[Dataset entries]
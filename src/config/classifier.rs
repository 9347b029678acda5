// ABOUTME: Pattern lists used to screen user input for injection attempts and low-content messages
// ABOUTME: Treated as tunable data with built-in defaults, optionally loaded from a JSON file
//
// SPDX-License-Identifier: MIT OR Apache-2.0
// Copyright (c) 2025 Pierre Fitness Intelligence

use crate::errors::{AppError, AppResult};
use serde::{Deserialize, Serialize};
use std::path::Path;

/// Input screening rules
///
/// Regex patterns are matched case-insensitively against the trimmed input.
/// Keywords are matched against whole words.
#[derive(Debug, Clone, PartialEq, Eq, Serialize, Deserialize)]
#[serde(default, rename_all = "camelCase")]
pub struct ClassifierConfig {
    /// Inputs matching any of these are rejected as injection attempts
    pub injection_patterns: Vec<String>,
    /// Small talk that is rejected unless an intent keyword is present
    pub conversational_patterns: Vec<String>,
    /// Words signalling the user wants a prompt or artifact produced
    pub prompt_intent_keywords: Vec<String>,
    /// Words signalling a creative subject
    pub creative_intent_keywords: Vec<String>,
    /// Inputs shorter than this many words need an intent keyword
    pub min_words: usize,
}

const INJECTION_PATTERNS: &[&str] = &[
    r"\bignore\s+(?:all\s+|any\s+)?(?:of\s+)?(?:the\s+|your\s+)?(?:previous|prior|above|earlier|preceding)\s+(?:instructions|prompts?|rules|directions|context)",
    r"\bdisregard\s+(?:all\s+|any\s+)?(?:the\s+|your\s+)?(?:previous|prior|above|earlier|system)\s+(?:instructions|prompts?|rules)",
    r"\bforget\s+(?:all\s+|everything\s+)?(?:about\s+)?(?:your|the|previous|prior)\s+(?:instructions|rules|guidelines|training)",
    r"\b(?:reveal|show|print|repeat|output|leak|display)\s+(?:me\s+)?(?:your|the)\s+(?:system\s+prompt|hidden\s+instructions|initial\s+instructions|instructions\s+above)",
    r"\byou\s+are\s+now\s+(?:in\s+)?(?:developer|dan|jailbreak|unrestricted|god)\b",
    r"\bpretend\s+(?:that\s+)?you\s+(?:have\s+no|are\s+not\s+bound\s+by)\s+(?:rules|restrictions|guidelines)",
    r"\boverride\s+(?:your|the|all)\s+(?:safety\s+)?(?:instructions|rules|guidelines|restrictions)",
    r"</?\s*system\s*>",
];

const CONVERSATIONAL_PATTERNS: &[&str] = &[
    r"^(?:hi|hello|hey|yo|hiya|thanks|thank\s+you|thx|ok|okay|cool|nice|yes|no|nope|yep|test|testing|lol|hmm+)[\s!.?]*$",
    r"^how\s+are\s+you\b",
    r"^what(?:'s|\s+is)\s+up\b",
    r"^good\s+(?:morning|afternoon|evening|night)\b",
];

const PROMPT_INTENT_KEYWORDS: &[&str] = &[
    "prompt", "write", "create", "generate", "draft", "describe", "explain", "summarize",
    "summarise", "design", "build", "make", "compose", "list", "outline", "plan", "translate",
    "rewrite", "improve", "code", "function", "script", "image", "video", "picture", "email",
    "post", "article", "essay", "report", "blog", "tweet",
];

const CREATIVE_INTENT_KEYWORDS: &[&str] = &[
    "poem", "story", "song", "lyrics", "haiku", "sonnet", "scene", "character", "landscape",
    "portrait", "illustration", "logo", "slogan", "tagline", "campaign", "ad", "novel",
    "screenplay", "dialogue", "painting",
];

fn owned(list: &[&str]) -> Vec<String> {
    list.iter().map(|item| (*item).to_owned()).collect()
}

impl Default for ClassifierConfig {
    fn default() -> Self {
        Self {
            injection_patterns: owned(INJECTION_PATTERNS),
            conversational_patterns: owned(CONVERSATIONAL_PATTERNS),
            prompt_intent_keywords: owned(PROMPT_INTENT_KEYWORDS),
            creative_intent_keywords: owned(CREATIVE_INTENT_KEYWORDS),
            min_words: 4,
        }
    }
}

impl ClassifierConfig {
    /// Load a JSON override file; missing fields keep their defaults
    ///
    /// # Errors
    ///
    /// Returns `ConfigInvalid` if the file cannot be read or parsed
    pub fn from_file(path: &Path) -> AppResult<Self> {
        let raw = std::fs::read_to_string(path).map_err(|e| {
            AppError::config_invalid(format!("cannot read {}: {e}", path.display())).with_source(e)
        })?;
        serde_json::from_str(&raw).map_err(|e| {
            AppError::config_invalid(format!("invalid classifier file {}: {e}", path.display()))
                .with_source(e)
        })
    }
}
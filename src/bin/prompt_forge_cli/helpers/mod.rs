// SPDX-License-Identifier: MIT OR Apache-2.0
// Copyright (c) 2025 Pierre Fitness Intelligence
// ABOUTME: Helper modules for prompt-forge
// ABOUTME: Option flag parsing and output formatting

pub mod display;
pub mod options;
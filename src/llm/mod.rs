// ABOUTME: Local model runtime integration: configuration, client trait, errors and status types
// ABOUTME: The only network hop in the system is a loopback HTTP call to the model runtime
//
// SPDX-License-Identifier: MIT OR Apache-2.0
// Copyright (c) 2025 Pierre Fitness Intelligence

//! # Local Model Runtime
//!
//! Composed prompts are sent to an on-machine runtime speaking the Ollama
//! HTTP API:
//!
//! - `POST {base}/api/generate` with `{model, prompt, stream: false, options: {temperature}}`
//! - `GET {base}/api/tags` for the connectivity check
//!
//! Base URLs are restricted to loopback hosts.

/// HTTP client for the local runtime
pub mod local;
/// Clean-up of raw model output
pub mod post_process;

pub use local::LocalModelClient;
pub use post_process::ResponseCleaner;

use crate::errors::{AppError, ErrorCode};
use crate::models::{GenerationOptions, OutputFormat};
use async_trait::async_trait;
use serde::{Deserialize, Serialize};
use std::fmt;
use std::net::IpAddr;
use std::time::Duration;
use url::{Host, Url};

/// Connection settings for the local runtime, persisted in settings
#[derive(Debug, Clone, PartialEq, Eq, Serialize, Deserialize)]
#[serde(rename_all = "camelCase")]
pub struct LocalModelConfig {
    /// Runtime identifier, e.g. "ollama"
    pub provider: String,
    /// Runtime base URL; must be a loopback address
    pub base_url: String,
    /// Model name as known to the runtime
    pub model: String,
}

impl LocalModelConfig {
    /// Check that `base_url` parses and points at a loopback host
    ///
    /// # Errors
    ///
    /// Returns `InvalidBaseUrl` otherwise
    pub fn validate(&self) -> Result<Url, ModelClientError> {
        validate_loopback_url(&self.base_url)
    }
}

/// Parse `raw` and accept it only for `http`/`https` on `localhost`,
/// `127.0.0.0/8` or `::1`
///
/// # Errors
///
/// Returns `InvalidBaseUrl` describing the first failed check
pub fn validate_loopback_url(raw: &str) -> Result<Url, ModelClientError> {
    let invalid = |reason: &str| ModelClientError::InvalidBaseUrl {
        url: raw.to_owned(),
        reason: reason.to_owned(),
    };

    let url = Url::parse(raw.trim()).map_err(|e| invalid(&e.to_string()))?;
    if !matches!(url.scheme(), "http" | "https") {
        return Err(invalid("scheme must be http or https"));
    }
    let loopback = match url.host() {
        Some(Host::Domain(domain)) => domain.eq_ignore_ascii_case("localhost"),
        Some(Host::Ipv4(ip)) => IpAddr::V4(ip).is_loopback(),
        Some(Host::Ipv6(ip)) => IpAddr::V6(ip).is_loopback(),
        None => false,
    };
    if !loopback {
        return Err(invalid("host must be localhost, 127.0.0.0/8 or ::1"));
    }
    Ok(url)
}

/// Per-call generation settings
#[derive(Debug, Clone, Copy, Default, PartialEq)]
pub struct GenerateOptions {
    /// Sampling temperature forwarded to the runtime
    pub temperature: Option<f32>,
    /// Requested output format, drives post-processing
    pub format: Option<OutputFormat>,
}

impl From<&GenerationOptions> for GenerateOptions {
    fn from(options: &GenerationOptions) -> Self {
        Self {
            temperature: options.common.temperature,
            format: options.common.format,
        }
    }
}

/// Result of the connectivity check
#[non_exhaustive]
#[derive(Debug, Clone, PartialEq, Eq, Serialize)]
#[serde(tag = "status", rename_all = "camelCase")]
pub enum ConnectionStatus {
    /// Runtime answered and lists the configured model
    Ok {
        /// Configured model
        model: String,
    },
    /// No local model settings saved
    NotConfigured,
    /// Nothing listening at the base URL
    Unreachable {
        /// Base URL tried
        base_url: String,
    },
    /// Runtime did not answer in time
    Timeout,
    /// Runtime has no models installed
    NoModelsFound,
    /// Runtime answered but does not have the configured model
    ModelNotFound {
        /// Configured model
        model: String,
        /// Models the runtime does have
        available: Vec<String>,
    },
}

impl ConnectionStatus {
    /// Whether generation can proceed
    #[must_use]
    pub const fn is_ok(&self) -> bool {
        matches!(self, Self::Ok { .. })
    }
}

impl fmt::Display for ConnectionStatus {
    fn fmt(&self, f: &mut fmt::Formatter<'_>) -> fmt::Result {
        match self {
            Self::Ok { model } => write!(f, "connected, model '{model}' is available"),
            Self::NotConfigured => f.write_str("local model is not configured"),
            Self::Unreachable { base_url } => write!(f, "nothing is listening at {base_url}"),
            Self::Timeout => f.write_str("the local runtime did not answer in time"),
            Self::NoModelsFound => f.write_str("the local runtime has no models installed"),
            Self::ModelNotFound { model, available } => write!(
                f,
                "model '{model}' is not installed (available: {})",
                available.join(", ")
            ),
        }
    }
}

/// Failures talking to the local runtime
#[derive(Debug, thiserror::Error)]
pub enum ModelClientError {
    /// No local model settings saved
    #[error("local model is not configured")]
    NotConfigured,

    /// Base URL is malformed or not a loopback address
    #[error("'{url}' is not an allowed local model URL: {reason}")]
    InvalidBaseUrl {
        /// Rejected URL
        url: String,
        /// Why it was rejected
        reason: String,
    },

    /// Connection failed
    #[error("cannot reach the local model runtime at {base_url}: {reason}")]
    Unreachable {
        /// Base URL tried
        base_url: String,
        /// Transport error
        reason: String,
    },

    /// No answer within the hard timeout
    #[error("the local model runtime did not answer within {}s", after.as_secs())]
    Timeout {
        /// Timeout that elapsed
        after: Duration,
    },

    /// Runtime answered with a non-2xx status
    #[error("the local model runtime returned HTTP {status}: {body}")]
    Protocol {
        /// HTTP status code
        status: u16,
        /// Start of the response body
        body: String,
    },

    /// Runtime answered 2xx with an unexpected body
    #[error("unexpected response from the local model runtime: {0}")]
    MalformedResponse(String),

    /// Runtime does not have the configured model
    #[error("model '{model}' is not installed in the local runtime")]
    ModelNotFound {
        /// Configured model
        model: String,
    },
}

impl ModelClientError {
    /// One-line advice for the user
    #[must_use]
    pub const fn guidance(&self) -> &'static str {
        match self {
            Self::NotConfigured => "Run `prompt-forge config set-model` to choose a local model.",
            Self::InvalidBaseUrl { .. } => {
                "Use a loopback URL such as http://localhost:11434 for the local runtime."
            }
            Self::Unreachable { .. } => "Start the local model runtime (for example `ollama serve`).",
            Self::Timeout { .. } => {
                "The model may still be loading; try again or raise PROMPT_FORGE_MODEL_TIMEOUT_SECS."
            }
            Self::Protocol { .. } | Self::MalformedResponse(_) => {
                "Check the runtime logs; the request reached it but failed."
            }
            Self::ModelNotFound { .. } => "Pull the model first (for example `ollama pull <model>`).",
        }
    }
}

impl From<ModelClientError> for AppError {
    fn from(error: ModelClientError) -> Self {
        let code = match &error {
            ModelClientError::NotConfigured => ErrorCode::ConfigMissing,
            ModelClientError::InvalidBaseUrl { .. } => ErrorCode::ConfigInvalid,
            ModelClientError::Unreachable { .. } => ErrorCode::ExternalServiceUnavailable,
            ModelClientError::Timeout { .. } => ErrorCode::ExternalTimeout,
            ModelClientError::Protocol { .. } | ModelClientError::MalformedResponse(_) => {
                ErrorCode::ExternalServiceError
            }
            ModelClientError::ModelNotFound { .. } => ErrorCode::ResourceNotFound,
        };
        Self::new(code, error.to_string()).with_source(error)
    }
}

/// Text generation against a model runtime
#[async_trait]
pub trait ModelClient: Send + Sync {
    /// Generate a reply for `prompt` and post-process it for `options.format`
    async fn generate(
        &self,
        prompt: &str,
        options: &GenerateOptions,
    ) -> Result<String, ModelClientError>;

    /// Report whether the runtime is reachable and has the configured model
    async fn check_connection(&self) -> ConnectionStatus;
}

#[cfg(test)]
mod tests {
    use super::*;

    #[test]
    fn test_loopback_urls_accepted() {
        for url in [
            "http://localhost:11434",
            "http://127.0.0.1:11434/",
            "http://127.8.9.10",
            "https://[::1]:8080",
            "http://LOCALHOST",
        ] {
            assert!(validate_loopback_url(url).is_ok(), "{url}");
        }
    }

    #[test]
    fn test_remote_urls_rejected() {
        for url in [
            "http://192.168.1.20:11434",
            "http://example.com",
            "ftp://localhost",
            "localhost:11434",
            "http://localhost.evil.com",
        ] {
            assert!(
                matches!(
                    validate_loopback_url(url),
                    Err(ModelClientError::InvalidBaseUrl { .. })
                ),
                "{url}"
            );
        }
    }

    #[test]
    fn test_error_codes() {
        let error = AppError::from(ModelClientError::Timeout {
            after: Duration::from_secs(60),
        });
        assert_eq!(error.code, ErrorCode::ExternalTimeout);
        let error = AppError::from(ModelClientError::NotConfigured);
        assert_eq!(error.code, ErrorCode::ConfigMissing);
    }
}
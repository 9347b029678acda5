// ABOUTME: Bounded in-memory composition tier with least-recently-used eviction
// ABOUTME: Lives for the lifetime of the process and is shared behind an async mutex
//
// SPDX-License-Identifier: MIT OR Apache-2.0
// Copyright (c) 2025 Pierre Fitness Intelligence

use crate::constants::cache::DEFAULT_MEMORY_CAPACITY;
use crate::prompts::Composition;
use lru::LruCache;
use std::num::NonZeroUsize;
use tokio::sync::Mutex;

/// In-memory LRU of compositions keyed by fingerprint
pub struct MemoryTier {
    entries: Mutex<LruCache<String, Composition>>,
}

impl MemoryTier {
    const FALLBACK_CAPACITY: NonZeroUsize = match NonZeroUsize::new(DEFAULT_MEMORY_CAPACITY) {
        Some(n) => n,
        None => NonZeroUsize::MIN,
    };

    /// Tier holding at most `capacity` entries; zero falls back to the default
    #[must_use]
    pub fn new(capacity: usize) -> Self {
        let capacity = NonZeroUsize::new(capacity).unwrap_or(Self::FALLBACK_CAPACITY);
        Self {
            entries: Mutex::new(LruCache::new(capacity)),
        }
    }

    /// Cached composition, marking it most recently used
    pub async fn get(&self, key: &str) -> Option<Composition> {
        self.entries.lock().await.get(key).cloned()
    }

    /// Store a composition, evicting the least recently used entry if full
    pub async fn put(&self, key: String, composition: Composition) {
        self.entries.lock().await.put(key, composition);
    }

    /// Number of cached entries
    pub async fn len(&self) -> usize {
        self.entries.lock().await.len()
    }

    /// Whether nothing is cached
    pub async fn is_empty(&self) -> bool {
        self.entries.lock().await.is_empty()
    }

    /// Drop every entry
    pub async fn clear(&self) {
        self.entries.lock().await.clear();
    }
}

#[cfg(test)]
mod tests {
    use super::*;

    #[tokio::test]
    async fn test_evicts_least_recently_used() {
        let tier = MemoryTier::new(2);
        tier.put("a".into(), Composition::Prompt("A".into())).await;
        tier.put("b".into(), Composition::Prompt("B".into())).await;
        assert!(tier.get("a").await.is_some());
        tier.put("c".into(), Composition::Prompt("C".into())).await;

        assert!(tier.get("b").await.is_none());
        assert!(tier.get("a").await.is_some());
        assert_eq!(tier.len().await, 2);
    }

    #[tokio::test]
    async fn test_zero_capacity_uses_default() {
        let tier = MemoryTier::new(0);
        tier.put("a".into(), Composition::Prompt("A".into())).await;
        assert!(!tier.is_empty().await);
    }
}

*ASSIGNMENT*
Number of lines with the string "attempts" in the data above: report this figure and nothing more.

*TASK OUTPUT*
2